The point is, we all grew up somewhere. This means our childhoods have a somewhere, a location, a place. Chances are good that our place also has people. Whether these people were good to us or not, our childhood places have people. These people birthed us, taught us, fed us…formed us. You get the idea. As children, we grow up in the places of our people. They become our people the minute we’re born into them.
Flipping it around, the minute someone is born they are born into us. We become their people. This happens at a lot of different levels all at once. The child is born into a family, into a neighborhood, into a region.
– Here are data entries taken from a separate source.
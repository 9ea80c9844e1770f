// PyExportFunction - PyO3 wrapper for ExportFunction
//
// This wrapper allows Python code to read an extracted function declaration.

use crate::extractors::base::ExportFunction;
use pyo3::prelude::*;

/// Python-accessible ExportFunction wrapper
///
/// All fields are read-only from Python.
#[pyclass(name = "ExportFunction")]
pub struct PyExportFunction {
    inner: ExportFunction,
}

impl PyExportFunction {
    pub fn from_function(function: ExportFunction) -> Self {
        PyExportFunction { inner: function }
    }
}

#[pymethods]
impl PyExportFunction {
    #[getter]
    fn name(&self) -> String {
        self.inner.name.clone()
    }

    #[getter]
    fn return_type(&self) -> String {
        self.inner.return_type.clone()
    }

    /// Parameters as (type, name) tuples in declaration order
    #[getter]
    fn parameters(&self) -> Vec<(String, String)> {
        self.inner
            .parameters
            .iter()
            .map(|p| (p.param_type.clone(), p.name.clone()))
            .collect()
    }

    fn __repr__(&self) -> String {
        format!(
            "ExportFunction(name='{}', return_type='{}', parameters={})",
            self.inner.name,
            self.inner.return_type,
            self.inner.parameters.len()
        )
    }
}
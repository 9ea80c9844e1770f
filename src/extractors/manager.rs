//! HeaderProcessor - Public API for header export extraction
//!
//! Wraps a [`Grammar`] and delegates to the C header extractor. This module
//! provides the main public interface for clients to turn header text into a
//! [`ProcessedHeader`], one at a time or as a parallel batch.

use crate::extractors::base::ProcessedHeader;
use crate::extractors::c::{validate_references, CExtractor, Grammar, GrammarError, UnresolvedReference};
use rayon::prelude::*;
use std::borrow::Cow;

/// Stateless processor over one grammar; cheap to share across threads
#[derive(Debug, Clone)]
pub struct HeaderProcessor<'g> {
    grammar: Cow<'g, Grammar>,
}

impl Default for HeaderProcessor<'static> {
    fn default() -> Self {
        Self::new()
    }
}

impl HeaderProcessor<'static> {
    /// Processor using the shared default grammar (`_EXPORT` marker)
    pub fn new() -> Self {
        Self {
            grammar: Cow::Borrowed(&crate::extractors::c::DEFAULT_GRAMMAR),
        }
    }

    /// Processor recognizing functions prefixed with `<word><marker>`
    pub fn with_export_marker(marker: &str) -> Result<Self, GrammarError> {
        Ok(Self {
            grammar: Cow::Owned(Grammar::with_export_marker(marker)?),
        })
    }
}

impl<'g> HeaderProcessor<'g> {
    pub fn with_grammar(grammar: &'g Grammar) -> Self {
        Self {
            grammar: Cow::Borrowed(grammar),
        }
    }

    pub fn grammar(&self) -> &Grammar {
        &self.grammar
    }

    /// Extract the export model from one header's text
    pub fn process(&self, content: &str) -> ProcessedHeader {
        let header = CExtractor::new(&self.grammar).extract(content);

        tracing::debug!(
            "Extracted {} functions, {} constants, {} enums, {} structs ({} typedef'd) from {} bytes",
            header.functions.len(),
            header.constants.len(),
            header.enums.len(),
            header.structs.len(),
            header.typedefed_structs.len(),
            content.len()
        );
        header
    }

    /// Extract and then resolve every referenced type name
    pub fn process_validated(&self, content: &str) -> (ProcessedHeader, Vec<UnresolvedReference>) {
        let header = self.process(content);
        let unresolved = validate_references(&header);
        (header, unresolved)
    }

    /// Extract many headers in parallel; output order matches input order
    pub fn process_batch<S: AsRef<str> + Sync>(&self, contents: &[S]) -> Vec<ProcessedHeader> {
        contents
            .par_iter()
            .map(|content| self.process(content.as_ref()))
            .collect()
    }
}

#[cfg(test)]
mod tests {
    use super::*;

    #[test]
    fn test_process_uses_default_marker() {
        let processor = HeaderProcessor::new();
        assert_eq!(processor.grammar().export_marker(), "_EXPORT");

        let header = processor.process("LIB_EXPORT void ping(void);");
        assert_eq!(header.functions.len(), 1);
        assert!(header.functions[0].parameters.is_empty());
    }

    #[test]
    fn test_with_export_marker_errors_propagate() {
        assert!(HeaderProcessor::with_export_marker("").is_err());

        let processor = HeaderProcessor::with_export_marker("_PUBLIC").unwrap();
        let header = processor.process("GFX_PUBLIC int gfx_init(int flags);");
        assert_eq!(header.functions[0].name, "gfx_init");
    }

    #[test]
    fn test_batch_preserves_order() {
        let contents: Vec<String> = (0..32)
            .map(|i| format!("X_EXPORT int fn_{i}(int a);"))
            .collect();

        let headers = HeaderProcessor::new().process_batch(&contents);
        assert_eq!(headers.len(), 32);
        for (i, header) in headers.iter().enumerate() {
            assert_eq!(header.functions[0].name, format!("fn_{i}"));
        }
    }

    #[test]
    fn test_batch_is_deterministic() {
        let header = "X_EXPORT int add(int a, int b);\nenum E { A, B = 3 };";
        let contents = vec![header; 8];
        let processor = HeaderProcessor::new();

        let sequential = processor.process(header);
        for parallel in processor.process_batch(&contents) {
            assert_eq!(parallel, sequential);
        }
    }

    #[test]
    fn test_process_validated_reports_unknown_types() {
        let (header, unresolved) =
            HeaderProcessor::new().process_validated("X_EXPORT Session* open_session(int id);");
        assert_eq!(header.functions.len(), 1);
        assert_eq!(unresolved.len(), 1);
        assert_eq!(unresolved[0].type_name, "Session");
    }

    #[test]
    fn test_borrowed_grammar() {
        let grammar = Grammar::default().keep_comments();
        let processor = HeaderProcessor::with_grammar(&grammar);
        assert!(!processor.grammar().strip_comments);
    }
}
On any given day, you might hear me say something like, “My people are heading over to a swim meet;” or “My people are going to lay low this weekend.” However we acknowledge it, however much we like or dislike our people. Our people are there – intentionally and unintentionally forming us and us forming them.
In the previous stories to ours today, Jesus is moving between deserted places with the people he was born into, in his country of birth. In the story today, Jesus is in a new place, the district of Tyre and Sidon, with a new people, the Canaanites. And, oh, this Canaanite woman. She wastes no time in getting Jesus’ attention. The exchange that follows is shocking. Did Jesus just call her a “dog?” Biblical scholars wrangle with this text early and often.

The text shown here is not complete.